Günümüzde, kaybolmanın getirdiği keşif heyecanını, can sıkıntısından doğan yeni fikirleri ve hiçbir şeyle meşgul olmadan oturmanın dinginliğini özlüyoruz. Teknolojinin ışık hızında ilerlediği dünyada, her geçen gün daha derinden hissettiğimiz bir eksiklik var: Arkadaşlık.
Güvenebileceğimiz, zor zamanlarda koşulsuz destek veren, iyi günlerde keyfi paylaşan, sorunları birlikte çözmeye çalışan ve sürekli kendi hikayesini anlatmak yerine can kulağıyla dinleyen arkadaşlıklar giderek azalıyor. Sosyal bağlarımız her geçen gün zayıflarken, araştırmalar da bunu doğruluyor. Harvard Üniversitesi’nin yaptığı araştırmaya göre, Amerika’da her beş kişiden biri yalnız olduğunu belirtiyor. Türkiye’de ise durum farklı değil. Üsküdar Üniversitesi’nin "Türkiye’de Aile ve Yalnızlık Araştırması"na göre, kadınların %40’ı, erkeklerin %26’sı sıkça yalnızlık hissi yaşıyor.

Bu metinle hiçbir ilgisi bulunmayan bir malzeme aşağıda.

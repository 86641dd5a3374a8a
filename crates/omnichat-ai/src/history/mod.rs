//! Persisted chat history for the direct API chat.
//!
//! Sessions are kept newest first and written to a single JSON file after
//! every change. One session at a time is "current".

mod store;
mod types;

pub use store::ChatHistory;
pub use types::{ChatSession, DEFAULT_TITLE, TITLE_MAX_CHARS};
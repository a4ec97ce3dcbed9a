// Copyright (c) 2025 Erick Bourgeois, firestoned
// SPDX-License-Identifier: MIT

//! Configuration of the source controllers.
//!
//! [`SourceControllerConfig`] is shared by all source controllers of a process and can be
//! embedded in a configuration file. [`ControllerManagerArgs`] is the command line of the
//! `dnsman` binary and produces a [`SourceControllerConfig`].
//!
//! # Example
//!
//! ```rust
//! use dnsman::config::SourceControllerConfig;
//!
//! let config: SourceControllerConfig = serde_json::from_str(
//!     r#"{"sourceClass": "internal", "targetNamespace": "dns", "concurrentSyncs": 4}"#,
//! ).unwrap();
//! assert_eq!(config.effective_target_class(), "internal");
//! assert_eq!(config.concurrent_syncs(), 4);
//! ```

use crate::constants::{DEFAULT_CONCURRENT_SYNCS, DEFAULT_EVENT_DEDUP_TTL_SECS, METRICS_SERVER_PORT};
use crate::dns::{equivalent_class, normalize_class};
use crate::dns_errors::ConfigError;
use clap::{Parser, ValueEnum};
use serde::{Deserialize, Serialize};
use std::collections::BTreeMap;
use std::path::PathBuf;

/// Settings of the source controllers.
#[derive(Clone, Debug, Default, PartialEq, Eq, Serialize, Deserialize)]
#[serde(rename_all = "camelCase")]
pub struct SourceControllerConfig {
    /// DNS class of the watched source objects (default class if unset)
    #[serde(default, skip_serializing_if = "Option::is_none")]
    pub source_class: Option<String>,

    /// DNS class of the generated entries (source class if unset)
    #[serde(default, skip_serializing_if = "Option::is_none")]
    pub target_class: Option<String>,

    /// Namespace for all generated entries (namespace of the source object if unset)
    #[serde(default, skip_serializing_if = "Option::is_none")]
    pub target_namespace: Option<String>,

    /// Identity of the source cluster, used in owner annotations
    #[serde(default, skip_serializing_if = "Option::is_none")]
    pub source_cluster_id: Option<String>,

    /// Identity of the control plane cluster holding the generated entries
    #[serde(default, skip_serializing_if = "Option::is_none")]
    pub target_cluster_id: Option<String>,

    /// Prefix of the generated entry names
    #[serde(default, skip_serializing_if = "Option::is_none")]
    pub target_name_prefix: Option<String>,

    /// Labels set on all generated entries
    #[serde(default, skip_serializing_if = "BTreeMap::is_empty")]
    pub target_labels: BTreeMap<String, String>,

    /// Maximum number of concurrent reconciliations per controller
    #[serde(default, skip_serializing_if = "Option::is_none")]
    pub concurrent_syncs: Option<u16>,
}

impl SourceControllerConfig {
    /// The configured source class, empty if unset.
    #[must_use]
    pub fn source_class(&self) -> &str {
        self.source_class.as_deref().unwrap_or_default()
    }

    /// The target class, falling back to the source class.
    #[must_use]
    pub fn effective_target_class(&self) -> &str {
        self.target_class
            .as_deref()
            .or(self.source_class.as_deref())
            .unwrap_or_default()
    }

    /// The source cluster ID, empty if unset.
    #[must_use]
    pub fn source_cluster_id(&self) -> &str {
        self.source_cluster_id.as_deref().unwrap_or_default()
    }

    /// The target cluster ID, empty if unset.
    #[must_use]
    pub fn target_cluster_id(&self) -> &str {
        self.target_cluster_id.as_deref().unwrap_or_default()
    }

    /// The target name prefix, empty if unset.
    #[must_use]
    pub fn target_name_prefix(&self) -> &str {
        self.target_name_prefix.as_deref().unwrap_or_default()
    }

    /// A non-empty target namespace, if configured.
    #[must_use]
    pub fn target_namespace(&self) -> Option<&str> {
        self.target_namespace.as_deref().filter(|ns| !ns.is_empty())
    }

    #[must_use]
    pub fn concurrent_syncs(&self) -> u16 {
        self.concurrent_syncs.unwrap_or(DEFAULT_CONCURRENT_SYNCS)
    }
}

/// Source controllers that can be enabled on the command line.
#[derive(Clone, Copy, Debug, PartialEq, Eq, Hash, ValueEnum)]
pub enum ControllerKind {
    /// `Service` objects of type `LoadBalancer`
    Service,
    /// `networking.k8s.io/v1` `Ingress` objects
    Ingress,
    /// `DNSEntry` objects in the source cluster
    Dnsentry,
}

/// Command line of the controller manager.
#[derive(Clone, Debug, Parser)]
#[command(name = "dnsman")]
#[command(about = "Creates DNSEntry objects for annotated Services, Ingresses and DNSEntries")]
pub struct ControllerManagerArgs {
    /// Source controllers to run (`dnsentry` needs a separate target class or cluster)
    #[arg(long, value_enum, value_delimiter = ',', default_value = "service,ingress")]
    pub controllers: Vec<ControllerKind>,

    /// DNS class of the watched source objects
    #[arg(long)]
    pub source_class: Option<String>,

    /// DNS class of the generated entries (defaults to the source class)
    #[arg(long)]
    pub target_class: Option<String>,

    /// Namespace for the generated entries (defaults to the source object namespace)
    #[arg(long)]
    pub target_namespace: Option<String>,

    /// Identity of the source cluster
    #[arg(long)]
    pub source_cluster_id: Option<String>,

    /// Identity of the control plane cluster
    #[arg(long)]
    pub target_cluster_id: Option<String>,

    /// Prefix of the generated entry names
    #[arg(long)]
    pub target_name_prefix: Option<String>,

    /// Label set on generated entries, as `key=value` (repeatable)
    #[arg(long = "target-label", value_parser = parse_key_value)]
    pub target_labels: Vec<(String, String)>,

    /// Maximum number of concurrent reconciliations per controller
    #[arg(long, default_value_t = DEFAULT_CONCURRENT_SYNCS)]
    pub concurrent_syncs: u16,

    /// Kubeconfig of the control plane cluster (defaults to the source cluster)
    #[arg(long)]
    pub control_plane_kubeconfig: Option<PathBuf>,

    /// Port of the Prometheus metrics endpoint
    #[arg(long, default_value_t = METRICS_SERVER_PORT)]
    pub metrics_port: u16,

    /// Window in seconds in which identical events are recorded only once
    #[arg(long, default_value_t = DEFAULT_EVENT_DEDUP_TTL_SECS)]
    pub event_dedup_ttl_secs: u64,
}

impl ControllerManagerArgs {
    /// Builds the source controller configuration from the command line.
    #[must_use]
    pub fn source_controller_config(&self) -> SourceControllerConfig {
        SourceControllerConfig {
            source_class: self.source_class.clone(),
            target_class: self.target_class.clone(),
            target_namespace: self.target_namespace.clone(),
            source_cluster_id: self.source_cluster_id.clone(),
            target_cluster_id: self.target_cluster_id.clone(),
            target_name_prefix: self.target_name_prefix.clone(),
            target_labels: self.target_labels.iter().cloned().collect(),
            concurrent_syncs: Some(self.concurrent_syncs),
        }
    }

    /// Whether the given source controller is enabled.
    #[must_use]
    pub fn is_enabled(&self, kind: ControllerKind) -> bool {
        self.controllers.contains(&kind)
    }

    /// Checks the settings before any controller is started.
    ///
    /// # Errors
    ///
    /// Returns an error if the `DNSEntry` source controller is enabled while it would
    /// watch the class and cluster it writes to.
    pub fn validate(&self) -> Result<(), ConfigError> {
        if !self.is_enabled(ControllerKind::Dnsentry) {
            return Ok(());
        }
        let config = self.source_controller_config();
        let same_cluster = self.control_plane_kubeconfig.is_none()
            && config.source_cluster_id() == config.target_cluster_id();
        if same_cluster
            && equivalent_class(config.source_class(), config.effective_target_class())
        {
            return Err(ConfigError::DnsEntrySourceIsTarget {
                class: normalize_class(config.source_class()),
            });
        }
        Ok(())
    }
}

fn parse_key_value(s: &str) -> Result<(String, String), String> {
    match s.split_once('=') {
        Some((key, value)) if !key.is_empty() => Ok((key.to_string(), value.to_string())),
        _ => Err(format!("expected key=value, got '{s}'")),
    }
}

#[cfg(test)]
#[path = "config_tests.rs"]
mod config_tests;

Bilim insanları, zayıflayan sosyal bağlarla birlikte kardiyovasküler hastalıklar, hipertansiyon, diyabet, bulaşıcı hastalıklar, bilişsel işlevlerde bozulma, depresyon ve anksiyetede ciddi artışlar gözlemlendiğini belirtiyor.
1980'lerde yapılan bir reklamda yalnız bırakılmış bir farenin kokainle doldurulmuş su şişesinden içtiği gösteriliyordu. Ancak bu deney, 60’lı yıllarda yapılan gerçek fare deneylerinden esinlenilmişti. Araştırmacı Bruce Alexander, farelerin her zaman yalnız bir kafeste tutulduğunu fark etti. Bu farkındalıkla, “Fare Parkı” adını verdiği sosyal bir ortam yaratıldı. Burada fareler bir arada yaşayıp oyuncaklarla oynuyor, sosyal etkileşimde bulunuyordu. Sosyal ortamda kalan fareler, sade suyu tercih ederken yalnız kafeste tutulan fareler, morfinli suyu seçiyordu. Sonuç, yalnızlık ve izolasyonun sosyal hayattaki seçimlerimizi nasıl etkilediğini açıkça gösterdi.
Bu deneyler, yalnızlık ve zayıf sosyal bağların sadece ruhsal değil, fiziksel sağlık üzerinde de önemli olumsuz etkiler yarattığını ortaya koyuyor. Son yıllarda artan yalnızlık oranları, sağlık sorunlarının daha sık görüldüğünün bir göstergesi. Bu da, arkadaşlıkların, toplumun daha sağlıklı ve mutlu olabilmesi için ne kadar önemli olduğunu bir kez daha gözler önüne seriyor.